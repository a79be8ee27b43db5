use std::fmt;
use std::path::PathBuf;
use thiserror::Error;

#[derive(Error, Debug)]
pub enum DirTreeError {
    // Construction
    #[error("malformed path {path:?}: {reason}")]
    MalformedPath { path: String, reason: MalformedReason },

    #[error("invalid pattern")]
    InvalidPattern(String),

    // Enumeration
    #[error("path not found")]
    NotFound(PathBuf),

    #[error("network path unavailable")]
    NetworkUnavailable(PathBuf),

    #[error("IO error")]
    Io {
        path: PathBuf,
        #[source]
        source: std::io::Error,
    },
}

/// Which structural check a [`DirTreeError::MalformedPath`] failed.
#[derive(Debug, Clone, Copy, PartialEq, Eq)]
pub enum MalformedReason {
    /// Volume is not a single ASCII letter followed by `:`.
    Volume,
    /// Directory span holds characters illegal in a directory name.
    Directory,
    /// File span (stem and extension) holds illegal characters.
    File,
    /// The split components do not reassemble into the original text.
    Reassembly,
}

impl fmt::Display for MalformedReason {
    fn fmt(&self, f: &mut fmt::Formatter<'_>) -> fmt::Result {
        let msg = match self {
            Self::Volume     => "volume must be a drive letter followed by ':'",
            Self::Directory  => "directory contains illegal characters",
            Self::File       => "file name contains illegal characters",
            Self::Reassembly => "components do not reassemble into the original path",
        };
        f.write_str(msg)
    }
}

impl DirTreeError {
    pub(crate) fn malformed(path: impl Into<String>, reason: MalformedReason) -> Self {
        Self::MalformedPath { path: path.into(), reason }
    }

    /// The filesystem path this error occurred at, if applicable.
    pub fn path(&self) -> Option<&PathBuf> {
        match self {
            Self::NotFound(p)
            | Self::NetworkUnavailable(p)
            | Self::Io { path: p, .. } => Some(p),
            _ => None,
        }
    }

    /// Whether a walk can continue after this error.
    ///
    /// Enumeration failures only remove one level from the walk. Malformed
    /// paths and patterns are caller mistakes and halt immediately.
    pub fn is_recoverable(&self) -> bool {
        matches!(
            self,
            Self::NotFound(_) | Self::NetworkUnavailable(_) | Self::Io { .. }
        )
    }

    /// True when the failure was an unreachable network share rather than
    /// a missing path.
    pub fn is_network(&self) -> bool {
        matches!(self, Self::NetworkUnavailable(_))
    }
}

━━━━━━━━━━━━━━━━━━━━━━━━━━━━━━

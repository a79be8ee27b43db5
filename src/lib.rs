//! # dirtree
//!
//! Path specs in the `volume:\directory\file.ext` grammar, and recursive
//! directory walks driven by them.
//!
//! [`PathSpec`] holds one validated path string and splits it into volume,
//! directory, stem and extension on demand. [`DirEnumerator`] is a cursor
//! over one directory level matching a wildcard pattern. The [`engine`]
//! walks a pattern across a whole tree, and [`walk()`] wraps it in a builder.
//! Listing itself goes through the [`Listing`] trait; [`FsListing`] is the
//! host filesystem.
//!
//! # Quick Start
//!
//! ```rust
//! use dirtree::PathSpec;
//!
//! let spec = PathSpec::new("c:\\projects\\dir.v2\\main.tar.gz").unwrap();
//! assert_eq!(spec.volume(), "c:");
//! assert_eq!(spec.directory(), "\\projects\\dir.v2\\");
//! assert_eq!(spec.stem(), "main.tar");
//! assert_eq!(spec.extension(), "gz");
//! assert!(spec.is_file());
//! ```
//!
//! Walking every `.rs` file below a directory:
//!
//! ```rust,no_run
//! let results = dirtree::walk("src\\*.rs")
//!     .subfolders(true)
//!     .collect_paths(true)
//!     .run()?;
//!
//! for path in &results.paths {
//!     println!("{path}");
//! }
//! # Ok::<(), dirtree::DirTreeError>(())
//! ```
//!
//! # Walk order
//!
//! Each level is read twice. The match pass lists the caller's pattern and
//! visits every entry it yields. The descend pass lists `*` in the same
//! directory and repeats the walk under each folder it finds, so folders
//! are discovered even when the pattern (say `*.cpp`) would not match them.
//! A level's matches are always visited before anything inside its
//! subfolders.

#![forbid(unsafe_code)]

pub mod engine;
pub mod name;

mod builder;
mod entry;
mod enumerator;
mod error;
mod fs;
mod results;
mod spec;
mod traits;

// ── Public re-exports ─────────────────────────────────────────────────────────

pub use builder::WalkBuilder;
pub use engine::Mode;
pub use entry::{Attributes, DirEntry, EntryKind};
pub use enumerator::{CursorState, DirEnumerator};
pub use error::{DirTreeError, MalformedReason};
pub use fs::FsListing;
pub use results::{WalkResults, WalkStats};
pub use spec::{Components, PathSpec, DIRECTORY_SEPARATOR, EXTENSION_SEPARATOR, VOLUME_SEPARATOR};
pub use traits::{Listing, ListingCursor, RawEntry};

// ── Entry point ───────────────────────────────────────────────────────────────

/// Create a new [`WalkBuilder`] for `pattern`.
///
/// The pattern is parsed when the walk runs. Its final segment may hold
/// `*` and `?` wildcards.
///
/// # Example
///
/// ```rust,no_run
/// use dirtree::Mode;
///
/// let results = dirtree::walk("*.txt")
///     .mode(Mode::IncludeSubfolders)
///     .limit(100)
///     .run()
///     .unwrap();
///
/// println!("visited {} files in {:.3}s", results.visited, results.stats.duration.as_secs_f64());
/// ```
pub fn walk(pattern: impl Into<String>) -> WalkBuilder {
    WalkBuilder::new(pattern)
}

━━━━━━━━━━━━━━━━━━━━━━━━━━━━━━

▸ Work to complete
Which lines of the data hold the string "results"? Return each of them.

▸ Task response
//! let results = dirtree::walk("src\\*.rs")
//! for path in &results.paths {
mod results;
pub use results::{WalkResults, WalkStats};
/// let results = dirtree::walk("*.txt")
/// println!("visited {} files in {:.3}s", results.visited, results.stats.duration.as_secs_f64());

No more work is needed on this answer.